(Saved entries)
==============================

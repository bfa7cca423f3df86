//! Output formatting: table, JSON, YAML, plain.
//!
//! Renders data in the format selected by `--output`. Table uses `tabled`,
//! structured formats use serde, plain emits one value per line.

use std::io::{self, IsTerminal, Write};
use std::time::Duration;

use indicatif::{ProgressBar, ProgressStyle};
use owo_colors::{OwoColorize, Style as Paint};
use pcap2socks_core::convert::Scaled;
use tabled::{Table, Tabled, settings::Style};

use crate::cli::{ColorMode, OutputFormat};

// ── Color helpers ────────────────────────────────────────────────────

/// Determine whether color output should be enabled.
pub fn should_color(mode: &ColorMode) -> bool {
    match mode {
        ColorMode::Always => true,
        ColorMode::Never => false,
        ColorMode::Auto => io::stdout().is_terminal() && std::env::var("NO_COLOR").is_err(),
    }
}

/// Latency coloured by severity: unreachable red, 100 ms and up yellow.
pub fn paint_latency(latency: &Scaled, color: bool) -> String {
    let text = latency.to_string();
    if !color {
        return text;
    }
    let slow = latency.unit == "s" || (latency.unit == "ms" && latency.value >= 100.0);
    let style = if latency.value == f64::INFINITY {
        Paint::new().red().bold()
    } else if slow {
        Paint::new().yellow()
    } else {
        Paint::new().green()
    };
    text.style(style).to_string()
}

pub fn paint_label(label: &str, color: bool) -> String {
    if color {
        label.dimmed().to_string()
    } else {
        label.to_owned()
    }
}

// ── Spinner ──────────────────────────────────────────────────────────

/// Spinner on stderr while a backend command runs. Hidden when stderr is
/// not a terminal or output is quiet.
pub fn spinner(message: &str, quiet: bool) -> ProgressBar {
    if quiet || !io::stderr().is_terminal() {
        return ProgressBar::hidden();
    }
    let pb = ProgressBar::new_spinner();
    if let Ok(style) = ProgressStyle::with_template("{spinner:.magenta} {msg}") {
        pb.set_style(style);
    }
    pb.set_message(message.to_owned());
    pb.enable_steady_tick(Duration::from_millis(80));
    pb
}

// ── Render dispatchers ───────────────────────────────────────────────

/// Render a list of serde-serializable + tabled items in the chosen format.
pub fn render_list<T, R>(
    format: &OutputFormat,
    data: &[T],
    to_row: impl Fn(&T) -> R,
    id_fn: impl Fn(&T) -> String,
) -> String
where
    T: serde::Serialize,
    R: Tabled,
{
    match format {
        OutputFormat::Table => {
            let rows: Vec<R> = data.iter().map(to_row).collect();
            Table::new(rows).with(Style::rounded()).to_string()
        }
        OutputFormat::Json => render_json(data, false),
        OutputFormat::JsonCompact => render_json(data, true),
        OutputFormat::Yaml => render_yaml(data),
        OutputFormat::Plain => data.iter().map(&id_fn).collect::<Vec<_>>().join("\n"),
    }
}

/// Render a single serde-serializable item in the chosen format.
///
/// Table rendering uses `detail_fn`, a pre-formatted key/value view.
pub fn render_single<T>(
    format: &OutputFormat,
    data: &T,
    detail_fn: impl Fn(&T) -> String,
    id_fn: impl Fn(&T) -> String,
) -> String
where
    T: serde::Serialize,
{
    match format {
        OutputFormat::Table => detail_fn(data),
        OutputFormat::Json => render_json(data, false),
        OutputFormat::JsonCompact => render_json(data, true),
        OutputFormat::Yaml => render_yaml(data),
        OutputFormat::Plain => id_fn(data),
    }
}

/// Aligned `label  value` lines for detail views.
pub fn detail_lines(rows: &[(&str, String)]) -> String {
    let width = rows.iter().map(|(k, _)| k.len()).max().unwrap_or(0);
    rows.iter()
        .map(|(k, v)| format!("{k:<width$}  {v}"))
        .collect::<Vec<_>>()
        .join("\n")
}

/// Print the rendered output to stdout, respecting quiet mode.
pub fn print_output(output: &str, quiet: bool) {
    if quiet || output.is_empty() {
        return;
    }
    let mut stdout = io::stdout().lock();
    let _ = writeln!(stdout, "{output}");
}

// ── Format-specific renderers ────────────────────────────────────────

pub fn render_json<T: serde::Serialize + ?Sized>(data: &T, compact: bool) -> String {
    if compact {
        serde_json::to_string(data).expect("serialization should not fail")
    } else {
        serde_json::to_string_pretty(data).expect("serialization should not fail")
    }
}

fn render_yaml<T: serde::Serialize + ?Sized>(data: &T) -> String {
    serde_yaml::to_string(data).expect("serialization should not fail")
}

==============================

● WHAT TO DO
I need the number of lines in the entries that include "bool"; please give that number and nothing else.

● ANSWER TO THIS PROBLEM
6